Es klingt wahrscheinlich verführerisch, alte Lampen auch mit in die neue Wohnung zu nehmen. Sind Glühlampen noch funktionsfähig, müssen nicht extra neue gekauft werden. So soll gerade beim Umzug erst einmal Geld gespart werden. Doch es kann sich lohnen, sofort auf LEDs umzustellen.

Denn im Vergleich zu herkömmlichen Leuchtstoffen können LEDs zwischen 80 und 90 Prozent an Strom sparen! Natürlich müssen die LEDs erst einmal angeschafft werden und das kostet Geld. Allerdings kann online gut gespart werden (siehe zum Beispiel: LEDonline). Außerdem muss klar sein: Je früher auf LEDs gesetzt wird, umso früher beginnt das Sparen.

Ebenfalls gespart wird, da hochwertige LEDs lange halten. Somit muss nicht nach einem Jahr schon wieder nachgekauft werden. Verlieren LED Lampen doch an Leuchtkraft oder gehen kaputt, können sie recycelt werden. Für LEDs spricht zusätzlich, dass sie für alle Räume geeignet sind, da es sie als Strahler, Röhren und Downlights gibt.

Lampen clever wählen und platzieren

Zum Stromsparkonzept für die neue Wohnung gehört, nicht nur nach Geschmack zu gestalten. Lichtquellen sollten auch mit Bedacht auf den Verbrauch platziert werden. Damit ist zum Beispiel gemeint, dass rund um einen Fernseher oft keine zusätzlichen Beleuchtungen nötig sind – so kann bei Fernsehabenden ein Kino-Feeling erzeugt werden. Durch das Licht des Fernsehers wird der Raum dabei aber nie völlig dunkel.

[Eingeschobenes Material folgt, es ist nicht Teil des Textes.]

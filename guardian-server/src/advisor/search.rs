//! Last-departure bisection search.
//!
//! Finds the latest instant in a night window that still yields a usable
//! itinerary, assuming feasibility is monotonic inside the window (leaving
//! later never makes a trip possible that was impossible earlier).
//!
//! The search does a fixed number of bisection steps instead of stopping on
//! interval width, so every search costs the same number of routing-service
//! calls: two boundary probes plus `bisection_steps`.

use chrono::Duration;
use tracing::debug;

use crate::domain::{Itinerary, LocalDateTime, SearchWindow, TripQuery};

use super::config::AdvisorConfig;
use super::feasibility::{SearchMode, classify};
use super::oracle::{OracleError, RoutingOracle};

/// Error from last-departure estimation.
#[derive(Debug, Clone, PartialEq, thiserror::Error)]
pub enum EstimationError {
    /// Nothing usable in the window (already past the last service, or no
    /// night service at all)
    #[error("no feasible departure between {earliest} and {latest}")]
    NoFeasibleDeparture {
        earliest: LocalDateTime,
        latest: LocalDateTime,
    },

    /// The routing service failed; the search was abandoned
    #[error(transparent)]
    Oracle(#[from] OracleError),
}

/// Result of one last-departure search.
#[derive(Debug, Clone, PartialEq)]
pub struct EstimationResult {
    /// Which itineraries counted.
    pub mode: SearchMode,

    /// Latest instant known to be feasible.
    pub last_feasible_departure: LocalDateTime,

    /// Half the width of the final bisection interval.
    /// Zero when the whole window was feasible.
    pub tolerance: Duration,

    /// Itinerary observed at `last_feasible_departure`.
    pub best_known_itinerary: Itinerary,

    /// Number of routing-service calls this search made.
    pub oracle_calls: usize,
}

impl EstimationResult {
    /// Tolerance in (fractional) minutes.
    pub fn tolerance_mins(&self) -> f64 {
        self.tolerance.num_milliseconds() as f64 / 60_000.0
    }
}

/// Query the routing service once, bounded by the configured timeout.
///
/// Waiting for one of the oracle's call slots is not timed; only the call
/// itself is.
pub(crate) async fn probe<O: RoutingOracle>(
    oracle: &O,
    query: &TripQuery,
    depart_at: LocalDateTime,
    config: &AdvisorConfig,
) -> Result<Option<Itinerary>, OracleError> {
    let _permit = match oracle.call_limit() {
        Some(slots) => Some(
            slots
                .acquire()
                .await
                .map_err(|_| OracleError::Unavailable("routing client shut down".to_string()))?,
        ),
        None => None,
    };

    let limit = config.oracle_timeout();
    let call = oracle.query_itinerary(&query.origin, &query.destination, depart_at);

    match tokio::time::timeout(limit, call).await {
        Ok(result) => result,
        Err(_) => Err(OracleError::Timeout(limit)),
    }
}

/// Keep an itinerary only if it classifies as available.
fn usable(
    itinerary: Option<Itinerary>,
    mode: SearchMode,
    config: &AdvisorConfig,
) -> Option<Itinerary> {
    itinerary.filter(|it| classify(Some(it), mode, config).is_available())
}

/// Find the last feasible departure inside `window`.
///
/// Fails with `NoFeasibleDeparture` when the window start is already
/// infeasible; no further calls are made in that case. Any routing-service
/// failure aborts the search immediately.
pub async fn find_last_departure<O: RoutingOracle>(
    oracle: &O,
    query: &TripQuery,
    window: &SearchWindow,
    mode: SearchMode,
    config: &AdvisorConfig,
) -> Result<EstimationResult, EstimationError> {
    let earliest = window.earliest();
    let latest = window.latest();
    let mut oracle_calls = 0;
    debug!(%mode, %earliest, %latest, span_mins = window.span().num_minutes(), "search started");

    oracle_calls += 1;
    let at_start = usable(probe(oracle, query, earliest, config).await?, mode, config);
    debug!(%mode, at = %earliest, available = at_start.is_some(), "window start");
    let Some(mut best) = at_start else {
        return Err(EstimationError::NoFeasibleDeparture { earliest, latest });
    };

    oracle_calls += 1;
    let at_end = usable(probe(oracle, query, latest, config).await?, mode, config);
    debug!(%mode, at = %latest, available = at_end.is_some(), "window end");
    if let Some(itinerary) = at_end {
        return Ok(EstimationResult {
            mode,
            last_feasible_departure: latest,
            tolerance: Duration::zero(),
            best_known_itinerary: itinerary,
            oracle_calls,
        });
    }

    // lo is always feasible, hi never is
    let mut lo = earliest;
    let mut hi = latest;

    for step in 0..config.bisection_steps {
        let mid = lo + (hi - lo) / 2;

        oracle_calls += 1;
        let at_mid = usable(probe(oracle, query, mid, config).await?, mode, config);
        debug!(%mode, step, at = %mid, available = at_mid.is_some(), "bisection step");
        match at_mid {
            Some(itinerary) => {
                lo = mid;
                best = itinerary;
            }
            None => hi = mid,
        }
    }

    let tolerance = (hi - lo) / 2;
    debug!(%mode, last = %lo, tolerance_secs = tolerance.num_seconds(), "last departure found");

    Ok(EstimationResult {
        mode,
        last_feasible_departure: lo,
        tolerance,
        best_known_itinerary: best,
        oracle_calls,
    })
}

In größeren Räumen ist manchmal mehr als eine Lampe nötig. Deckenfluter können ideal sein. Stehlampen verleiten manchmal dazu, das Licht lieber an zu lassen. Wer den Raum nur für einige Minuten verlässt, will vielleicht nicht extra zu einer Stehlampe hingehen, um sie auszuschalten und später wieder einzuschalten. Lichtschalter befinden sich hingegen gleich neben der Tür. Alternativ kann auf moderne Technik gesetzt werden: Wer seine Beleuchtung per App bedient, ist maximal flexibel.

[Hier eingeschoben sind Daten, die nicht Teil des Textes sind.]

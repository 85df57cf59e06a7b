use std::net::SocketAddr;

use chrono::FixedOffset;
use tracing::{info, warn};
use tracing_subscriber::{EnvFilter, layer::SubscriberExt, util::SubscriberInitExt};

use guardian_server::advisor::AdvisorConfig;
use guardian_server::cache::{CacheConfig, CachedRoutesClient};
use guardian_server::google::{RoutesClient, RoutesConfig};
use guardian_server::web::{AppState, create_router};

/// Korea Standard Time.
const DEFAULT_UTC_OFFSET_HOURS: i32 = 9;

const DEFAULT_PORT: u16 = 8000;

/// Read a numeric environment variable, falling back on absence or garbage.
fn env_or<T: std::str::FromStr>(name: &str, default: T) -> T {
    match std::env::var(name) {
        Ok(raw) => raw.parse().unwrap_or_else(|_| {
            warn!(name, value = %raw, "ignoring unparseable environment variable");
            default
        }),
        Err(_) => default,
    }
}

#[tokio::main]
async fn main() {
    let filter = EnvFilter::try_from_default_env()
        .unwrap_or_else(|_| EnvFilter::new("guardian_server=info,tower_http=info"));

    tracing_subscriber::registry()
        .with(filter)
        .with(
            tracing_subscriber::fmt::layer()
                .with_thread_ids(false)
                .with_file(false)
                .with_line_number(false)
                .compact(),
        )
        .init();

    // Get credentials from environment
    let api_key = std::env::var("GOOGLE_API_KEY").unwrap_or_else(|_| {
        warn!("GOOGLE_API_KEY not set. Routing queries will fail.");
        String::new()
    });

    let offset_hours = env_or("GUARDIAN_UTC_OFFSET_HOURS", DEFAULT_UTC_OFFSET_HOURS);
    let offset = FixedOffset::east_opt(offset_hours * 3600)
        .expect("GUARDIAN_UTC_OFFSET_HOURS must be between -23 and 23");

    let advisor_config = AdvisorConfig {
        oracle_timeout_secs: env_or("GUARDIAN_ORACLE_TIMEOUT_SECS", 10),
        ..AdvisorConfig::default()
    };

    // Create routing client; the HTTP timeout matches the per-call limit
    let routes_config = RoutesConfig::new(api_key).with_timeout(advisor_config.oracle_timeout_secs);
    let routes_client = RoutesClient::new(routes_config).expect("Failed to create Routes client");

    // Create cached client
    let cache_config = CacheConfig::default();
    let cached_routes = CachedRoutesClient::new(routes_client, &cache_config);

    // Build app state
    let state = AppState::new(cached_routes, advisor_config, offset);

    // Create router
    let static_dir = concat!(env!("CARGO_MANIFEST_DIR"), "/static");
    let app = create_router(state, static_dir);

    // Bind and serve
    let port = env_or("PORT", DEFAULT_PORT);
    let addr = SocketAddr::from(([0, 0, 0, 0], port));
    info!(%addr, %offset, "Last Guardian listening");
    info!("  GET /                                  - Trip form");
    info!("  GET /health                            - Health check");
    info!("  GET /advisory?origin=..&destination=.. - Night travel advisory");

    let listener = tokio::net::TcpListener::bind(addr)
        .await
        .expect("Failed to bind listener");
    axum::serve(listener, app).await.expect("Server error");
}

Standby-Modus und automatische Abschaltungen

Neben der cleveren Beleuchtung müssen auch die versteckten Stromfresser eine Rolle spielen. Fernseher, Laptops und sonstige technische Geräte im Standby-Modus können Strom verbrauchen. Das gilt besonders für ältere Geräte. Somit sollten sie immer zur Nacht oder beim Verlassen der Wohnung ausgeschaltet werden. Dies geht einfacher mit einer Steckdosenleiste, die ein- und auszuschalten ist. Möglich sind auch Steckdosen, die per Fernbedienung ausschaltbar sind.

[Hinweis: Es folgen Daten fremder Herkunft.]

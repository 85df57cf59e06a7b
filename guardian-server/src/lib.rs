//! Last-departure advisor server.
//!
//! A web application that answers: "When is the last train home tonight,
//! and when should I actually leave?"

pub mod advisor;
pub mod cache;
pub mod domain;
pub mod google;
pub mod web;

Einige Geräte schalten sich automatisch ab. Vor dem Fernseher einschlafen oder den Laptop vor dem Verlassen des Hauses nicht auszuschalten, ist nicht das Ende der Welt. Wer sich aber gut kennt und das öfter verschludert, der kann sich selbst mit automatischen Abschaltungen das Leben erleichtern und den Geldbeutel schonen.